Y aún el Carmelo se merecería otra ronda pero me despierto en unas horas y Barcelona continúa. Hace tiempo que no disfrutaba escribiendo en la noche profunda. Por este silencio limpio tras mis ventanas abiertas de par en par. Por mi ser camaleónico que sabe que con cualquier humano me une una inmensidad y unas bravas. Por el que hace de una visita un encuentro y no se deja amilanar por prácticas económicas fracasadas e inhumanas.

La Barcelona de la Sagrera y las obras de la estación del AVE que desesperan. La de Vía Julia con sus palmeras, tiendas y terrazas, donde el pueblo celebra inconscientemente o no que llegaron, vencieron y que la ciudad la construye el emigrante. Ni Barcelona ni Madrid serían nada si no fuese por la inmigración de provincias. Conviene recordarlo a los que espolvorean esencias patrioteras o se creen dueños de no sé qué. Ser madrileño me enseñó a no tener que llamar a la puerta para pasar, a entender lo que significa la casa de todos.
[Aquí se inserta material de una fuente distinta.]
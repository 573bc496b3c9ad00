//! Timeout enforcement.
//!
//! # Responsibilities
//! - Bound connect, handshake, send and receive steps by their own deadline
//! - Report which domain expired
//!
//! # Design Decisions
//! - Uses Tokio's timeout facilities
//! - Timeout errors are distinct from other errors

use std::future::Future;
use std::time::Duration;

use tokio::time::Instant;

use crate::error::{MessagingError, TimeoutKind};

/// Run `fut` for at most `limit`.
pub async fn within<F, T>(kind: TimeoutKind, limit: Duration, fut: F) -> Result<T, MessagingError>
where
    F: Future<Output = T>,
{
    tokio::time::timeout(limit, fut)
        .await
        .map_err(|_| MessagingError::Timeout(kind))
}

/// Run `fut` until `deadline` at the latest.
pub async fn until<F, T>(kind: TimeoutKind, deadline: Instant, fut: F) -> Result<T, MessagingError>
where
    F: Future<Output = T>,
{
    tokio::time::timeout_at(deadline, fut)
        .await
        .map_err(|_| MessagingError::Timeout(kind))
}

/// The two receive clocks: time since the last bytes arrived, and total time.
#[derive(Debug, Clone, Copy)]
pub struct ReceiveDeadlines {
    stall: Duration,
    stall_deadline: Instant,
    global_deadline: Instant,
}

impl ReceiveDeadlines {
    pub fn start(stall: Duration, global: Duration) -> Self {
        let now = Instant::now();
        Self {
            stall,
            stall_deadline: now + stall,
            global_deadline: now + global,
        }
    }

    /// Bytes arrived; restart the stall clock.
    pub fn progress(&mut self) {
        self.stall_deadline = Instant::now() + self.stall;
    }

    /// The earliest of the two deadlines.
    pub fn next(&self) -> Instant {
        self.stall_deadline.min(self.global_deadline)
    }

    /// Which clock expired at `next()`.
    pub fn expired_kind(&self) -> TimeoutKind {
        if self.global_deadline <= self.stall_deadline {
            TimeoutKind::ReceiveGlobal
        } else {
            TimeoutKind::ReceiveStall
        }
    }
}

#[cfg(test)]
mod tests {
    use super::*;

    #[tokio::test]
    async fn within_reports_kind() {
        let err = within(TimeoutKind::Handshake, Duration::from_millis(10), std::future::pending::<()>())
            .await
            .unwrap_err();
        assert!(err.is_timeout(TimeoutKind::Handshake));

        let ok = within(TimeoutKind::Send, Duration::from_secs(1), async { 7 }).await.unwrap();
        assert_eq!(ok, 7);
    }

    #[test]
    fn receive_deadline_kinds() {
        let stall_first = ReceiveDeadlines::start(Duration::from_secs(1), Duration::from_secs(10));
        assert_eq!(stall_first.expired_kind(), TimeoutKind::ReceiveStall);

        let global_first = ReceiveDeadlines::start(Duration::from_secs(10), Duration::from_secs(1));
        assert_eq!(global_first.expired_kind(), TimeoutKind::ReceiveGlobal);
        assert_eq!(global_first.next(), global_first.global_deadline);
    }
}
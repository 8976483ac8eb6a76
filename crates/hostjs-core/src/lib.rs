// Allow raw pointer dereference in public functions - this is an FFI wrapper
// where the caller is responsible for providing valid JSContextRef pointers.
#![allow(clippy::not_unsafe_ptr_arg_deref)]

//! Safe wrappers for JavaScriptCore.
//!
//! This crate provides memory-safe, RAII-based wrappers around
//! the raw JSC FFI bindings in `hostjs-sys`.
//!
//! # Example
//!
//! ```
//! use hostjs_core::EngineContext;
//!
//! let ctx = EngineContext::new().unwrap();
//! let result = ctx.eval("1 + 1").unwrap();
//! assert_eq!(result.to_number().unwrap(), 2.0);
//! ```
//!
//! # Thread Safety
//!
//! All types in this crate are `!Send` and `!Sync` because JavaScriptCore
//! contexts and values are not thread-safe. Attempting to use them from
//! multiple threads causes undefined behavior.
//!
//! For multi-threaded usage, use `hostjs-runtime`'s `Context`, which
//! provides a thread-safe API by marshaling operations onto a dedicated
//! owner thread.
//!
//! ## Example: Wrong (won't compile)
//!
//! ```compile_fail
//! use hostjs_core::EngineContext;
//! use std::thread;
//!
//! let ctx = EngineContext::new().unwrap();
//! thread::spawn(move || {
//!     ctx.eval("1 + 1"); // Error: EngineContext is !Send
//! });
//! ```
//!
//! ## Example: Correct
//!
//! ```ignore
//! use hostjs_runtime::Context;
//!
//! let ctx = Context::new(HostConfig::default())?;
//! let handle = ctx.eval(code_handle).await; // marshaled to the owner thread
//! ```

mod context;
mod error;
mod object;
pub mod string;
mod value;

pub use context::EngineContext;
pub use error::{EngineError, EngineResult};
pub use object::EngineObject;
pub use string::{EngineString, js_string_to_rust};
pub use value::{EngineValue, extract_exception};

// Re-export jsc-sys for direct FFI access when needed
pub use hostjs_sys;
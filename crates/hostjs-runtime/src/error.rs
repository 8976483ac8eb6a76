//! Host-side error types.
//!
//! Per the error handling design, nothing from a *script* ever escapes as a
//! Rust `Result` — compile failures, thrown exceptions, OOM, and
//! cancellation are all represented as tagged [`crate::value::Value`]s
//! delivered through the normal result path (see `ops::eval`). `HostError`
//! is reserved for the boundary failures a client cannot recover from by
//! inspecting a tag: a poisoned lock, a channel disconnect, or a core-level
//! engine error that happened outside any script (e.g. context creation).

use thiserror::Error;

pub use hostjs_core::EngineError as CoreError;

#[derive(Error, Debug)]
pub enum HostError {
    #[error(transparent)]
    Core(#[from] CoreError),

    /// The owner thread is gone (panicked or already shut down) so the
    /// submitted task's result will never arrive.
    #[error("owner thread is no longer running")]
    OwnerThreadGone,

    /// A task handle or internal lock observed an inconsistent state;
    /// indicates a programmer error in this crate, not client misuse.
    #[error("internal invariant violated: {0}")]
    Internal(String),
}

impl HostError {
    pub fn internal(message: impl Into<String>) -> Self {
        Self::Internal(message.into())
    }
}

impl From<serde_json::Error> for HostError {
    fn from(e: serde_json::Error) -> Self {
        Self::Core(CoreError::JsonError(e))
    }
}

pub type HostResult<T> = Result<T, HostError>;
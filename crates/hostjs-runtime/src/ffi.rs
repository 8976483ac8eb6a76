//! The client boundary (§6): the `extern "C"` surface a foreign-language
//! client links against. Everything here is a thin adapter over
//! [`crate::context::Context`] — argument-handle validation, address
//! casts, and delivering async results through the client's callback
//! pointer — rather than new engine logic.
//!
//! Grounded on the same "one global table keyed by an opaque id" shape
//! `ops::callback`'s process-wide registry already uses, generalized from
//! callback identity to context identity. There is deliberately no
//! `JSContextRef`-shaped handle here: a `context_id` is the only thing that
//! ever crosses the boundary, so a client can never smuggle a raw engine
//! pointer past the Registry.

use dashmap::DashMap;
use std::os::raw::c_char;
use std::sync::atomic::{AtomicU64, Ordering};
use std::sync::{Arc, OnceLock};

use crate::config::{ContextConfig, HostConfig};
use crate::context::Context;
use crate::value::{TypeTag, Value, ValueHandle};

/// The wire-level handle type: the address of a [`ValueHandle`] embedded in
/// a Registry-owned [`Value`], reinterpreted as a pointer. Never
/// dereferenced on this side of the boundary except through
/// [`Context`]'s address-keyed Registry lookups.
pub type Handle = *mut ValueHandle;

/// `void callback(callback_id: u64, result: ValueHandle*)` (§6 "Callback
/// contract"). May be invoked from the owner thread.
pub type ClientCallback = unsafe extern "C" fn(callback_id: u64, result: Handle);

struct ContextEntry {
    context: Arc<Context>,
    callback: ClientCallback,
}

static HOST_CONFIG: OnceLock<HostConfig> = OnceLock::new();
static CONTEXTS: OnceLock<DashMap<u64, ContextEntry>> = OnceLock::new();
static NEXT_CONTEXT_ID: AtomicU64 = AtomicU64::new(1);
static RUNTIME: OnceLock<tokio::runtime::Runtime> = OnceLock::new();

fn contexts() -> &'static DashMap<u64, ContextEntry> {
    CONTEXTS.get_or_init(DashMap::new)
}

/// `Context::schedule_task` calls bare `tokio::spawn`, which needs an
/// ambient runtime on the calling thread. Every entry point that reaches it
/// enters this runtime for the duration of the call via `.enter()`.
fn runtime() -> &'static tokio::runtime::Runtime {
    RUNTIME.get_or_init(|| {
        tokio::runtime::Builder::new_multi_thread()
            .enable_all()
            .thread_name("hostjs-ffi-worker")
            .build()
            .expect("failed to start the hostjs-runtime async worker pool")
    })
}

/// # Safety
/// `ptr` must be either null or a valid, NUL-terminated UTF-8 C string for
/// the duration of the call.
unsafe fn c_str_to_string(ptr: *const c_char) -> Option<String> {
    if ptr.is_null() {
        return None;
    }
    unsafe { std::ffi::CStr::from_ptr(ptr) }
        .to_str()
        .ok()
        .map(str::to_owned)
}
La Barcelona de los negros, de los paquis, de las editoriales, la del taxi en llamas contra la competencia desleal, la de Bolaño y la de Mendoza, la del travestismo del Ocaña y el rap y el jazz de Jamboree, la de la Plaza Real que te transporta al Caribe, la modernista, la intelectual, la del carterista, la de los perros y su playa, la Barcelona de la calle Blai y sus pinchos y antorchas, la del Paralel y la felicidad del mar al fondo, la de la elegancia del centro de Sarrià. La de un Espanyol que no existe, la de un Barça hasta en la sopa. La del Raval y sus skaters, la Barcelona a la que le falta un Sabina, la que quiere que le susurren cuando se hace la víctima, la eterna contestataria, la del refugio para el que huye y se reinventa, la de los argentinos, venezolanos y murcianos. De la Mina a Badalona con sus empinadas calzadas de Santo Cristo y hasta la Plaça Europa de Hospitalet. De río a río y tiro porque me toca, pues nunca tuvo tanto sentido la idea de Metrópoli como aquí. No se acaba nunca mi ciudad.